Financiamento de campanhas eleit orais

VÂNIA AIETA*

Dinheiro, tal como água, sempre encontrará uma saída...

 
O imaginário social brasileiro tem sido novamente assombrado pelos eternos “fantasmas” da corrupção. Embora, em muitos casos, isto até seja verdade, devemos lembrar que o ataque às instituições democráticas atende apenas aos interesses de setores conservadores que, utilizando-se de discurso falsamente moralista, buscam reduzir as conquistas sociais, entre elas o livre exercício dos direitos políticos. Este discurso é conhecido e neste ano – 50 anos do golpe militar – precisamos lembrar que é o mesmo de então.
   
Não sejamos ingênuos. Não se faz campanha sem dinheiro. Contudo, deve-se asseverar que não é o financiamento privado o responsável pela corrupção. É o corrupto. O que é imprescindível é observância rigorosa de transparência e controle de contas, paradigmas do Direito Eleitoral no que se refere ao financiamento de campanhas. Fazer do financiamento privado o bode expiatório responsável pelas mazelas administrativas e eleitorais serve para “justificar” responsabilidades. 

A possibilidade de fazermos doações aos candidatos de nossa predileção é direito político legítimo do exercício da cidadania. E esta não pode ser recepcionada no seu grau mínimo, no mero ato de votar. Somos responsáveis também pelas escolhas que fazemos, e a participação política pode ser realizada por meio da doação de dinheiro inclusive das pessoas jurídicas. Não há nada de errado em se ter posição política. A imprensa não é neutra, os financiadores não são neutros. Não existe neutralidade. O que precisamos é que as máscaras caiam.

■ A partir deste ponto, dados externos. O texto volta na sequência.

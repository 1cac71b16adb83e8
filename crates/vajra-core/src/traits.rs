//! Collaborator seams for the addressing core
//!
//! The addressing core fires side effects into the rest of the stack
//! through these traits: key exchange requests when a node first becomes
//! reachable, directory-service registration, and unicast probes toward
//! configured hosts. All calls are fire-and-forget; upper layers retry if
//! they care.

use std::net::SocketAddrV4;

use crate::identity::NodeId;
use crate::interface::InterfaceId;

/// Key directory of the local node
pub trait Keyring {
    /// Request a signing-key exchange with the given node
    fn request_signing_key(&mut self, sid: &NodeId);
}

/// Directory-service registration hook
///
/// Invoked when the configured directory-service node becomes reachable,
/// so the local node can announce itself.
pub trait Registrar {
    fn register_self(&mut self);
}

/// Probe transmission toward a unicast address
pub trait ProbeTransport {
    /// Send a probe to `addr`, optionally pinned to an interface.
    /// Returns whether the probe was handed to the link layer.
    fn send_probe(&mut self, sid: &NodeId, addr: SocketAddrV4, interface: Option<InterfaceId>)
        -> bool;
}
//! Addressing configuration
//!
//! Everything here has a sensible default; deployments override the host
//! list and, on memory-constrained hardware, the address cache size.

use serde::{Deserialize, Serialize};

use vajra_core::NodeId;

use crate::abbrev::AddressCache;
use crate::error::ConfigError;
use crate::hosts::HostsConfig;

/// Configuration for the addressing core
#[derive(Debug, Clone, Serialize, Deserialize)]
#[serde(default)]
pub struct AddressingConfig {
    /// Slots in the recently-seen address cache; a power of two
    pub address_cache_size: usize,
    /// Node offering directory registration, if any
    pub directory_service: Option<NodeId>,
    /// Statically configured unicast hosts
    pub hosts: HostsConfig,
}

impl Default for AddressingConfig {
    fn default() -> Self {
        Self {
            address_cache_size: 1024,
            directory_service: None,
            hosts: HostsConfig::default(),
        }
    }
}

impl AddressingConfig {
    /// Build the address cache this configuration describes
    pub fn address_cache(&self) -> Result<AddressCache, ConfigError> {
        AddressCache::new(self.address_cache_size)
    }

    /// Validate configuration invariants
    ///
    /// Returns a list of warnings; an empty list means the configuration
    /// is valid.
    pub fn validate(&self) -> Vec<ConfigWarning> {
        let mut warnings = Vec::new();

        if !self.address_cache_size.is_power_of_two()
            || self.address_cache_size > 1 << 24
            || self.address_cache_size == 0
        {
            warnings.push(ConfigWarning::InvalidCacheSize);
        }

        for (i, host) in self.hosts.hosts.iter().enumerate() {
            if !host.sid.is_wire_valid() {
                warnings.push(ConfigWarning::ReservedHostId(i));
            }
            if host.port == 0 {
                warnings.push(ConfigWarning::ZeroHostPort(i));
            }
        }

        warnings
    }

    /// Check if the configuration is valid (no warnings)
    pub fn is_valid(&self) -> bool {
        self.validate().is_empty()
    }
}

/// Configuration warnings
#[derive(Debug, Clone, Copy, PartialEq, Eq)]
pub enum ConfigWarning {
    /// Cache size is not a power of two in 1..=2^24
    InvalidCacheSize,
    /// Host entry at this position has a reserved first byte
    ReservedHostId(usize),
    /// Host entry at this position has port 0
    ZeroHostPort(usize),
}

impl std::fmt::Display for ConfigWarning {
    fn fmt(&self, f: &mut std::fmt::Formatter<'_>) -> std::fmt::Result {
        match self {
            ConfigWarning::InvalidCacheSize => {
                write!(f, "address_cache_size must be a power of two in 1..=2^24")
            }
            ConfigWarning::ReservedHostId(i) => {
                write!(f, "host entry {i} has a reserved identifier first byte")
            }
            ConfigWarning::ZeroHostPort(i) => write!(f, "host entry {i} has port 0"),
        }
    }
}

O chamado financiamento público de campanha já existe. Ele se concretiza mediante a utilização de recursos do fundo partidário, do horário “gratuito” das emissoras reservados aos partidos, cujo custeio advém de compensação fiscal.

Não é só a ambição dos políticos que explica a intimidade dos partidos e candidatos com o poder financeiro. Pensem na presença do Estado na economia. Quase dois terços da atividade econômica dependem de empréstimos, financiamentos, subsídios ou isenções fiscais, investimentos diretos ou indiretos do poder público. É dinheiro público tomado via impostos, taxas e contribuições de toda sorte e também via dívidas tomadas no mercado financeiro. Não pode o empresário, portanto, ficar fora do processo de escolha das políticas públicas e do orçamento, no Executivo ou no Congresso. 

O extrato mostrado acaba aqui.